[[ DATA SHOWN, beginning ]]

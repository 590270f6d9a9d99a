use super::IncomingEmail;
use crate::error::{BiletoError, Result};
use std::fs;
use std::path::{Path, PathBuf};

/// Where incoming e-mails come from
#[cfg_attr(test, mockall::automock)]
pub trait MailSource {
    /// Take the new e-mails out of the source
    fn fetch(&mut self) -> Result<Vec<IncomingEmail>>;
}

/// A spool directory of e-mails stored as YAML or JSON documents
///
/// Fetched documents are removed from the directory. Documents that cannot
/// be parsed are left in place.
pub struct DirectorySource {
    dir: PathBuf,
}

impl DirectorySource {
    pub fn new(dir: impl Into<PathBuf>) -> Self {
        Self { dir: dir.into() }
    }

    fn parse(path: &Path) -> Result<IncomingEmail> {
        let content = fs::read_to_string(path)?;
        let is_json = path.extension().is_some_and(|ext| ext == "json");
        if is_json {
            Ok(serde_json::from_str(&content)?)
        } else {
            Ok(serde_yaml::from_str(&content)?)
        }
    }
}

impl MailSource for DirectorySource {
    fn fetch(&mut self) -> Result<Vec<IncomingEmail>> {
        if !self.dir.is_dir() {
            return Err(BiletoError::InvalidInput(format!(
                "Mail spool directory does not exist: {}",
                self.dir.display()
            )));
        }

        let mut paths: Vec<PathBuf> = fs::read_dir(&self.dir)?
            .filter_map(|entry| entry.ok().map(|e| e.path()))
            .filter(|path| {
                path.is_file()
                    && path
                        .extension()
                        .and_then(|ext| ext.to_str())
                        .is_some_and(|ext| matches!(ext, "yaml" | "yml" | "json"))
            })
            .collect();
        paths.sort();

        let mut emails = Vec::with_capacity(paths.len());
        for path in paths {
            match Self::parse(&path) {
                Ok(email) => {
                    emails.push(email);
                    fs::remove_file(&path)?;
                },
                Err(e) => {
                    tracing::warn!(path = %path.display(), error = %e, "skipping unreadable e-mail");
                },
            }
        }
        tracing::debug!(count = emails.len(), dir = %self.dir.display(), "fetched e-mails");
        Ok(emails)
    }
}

[[ DATA SHOWN, end ]]

◆ **YOUR OBJECTIVE**:
Could you give again exactly the lines from the line containing "fs::remove_file(&path)?;" through the final line of the data above, and no others?

◆ **SOLUTION TO THIS PROBLEM**:
                    fs::remove_file(&path)?;
                },
                Err(e) => {
                    tracing::warn!(path = %path.display(), error = %e, "skipping unreadable e-mail");
                },
            }
        }
        tracing::debug!(count = emails.len(), dir = %self.dir.display(), "fetched e-mails");
        Ok(emails)
    }
}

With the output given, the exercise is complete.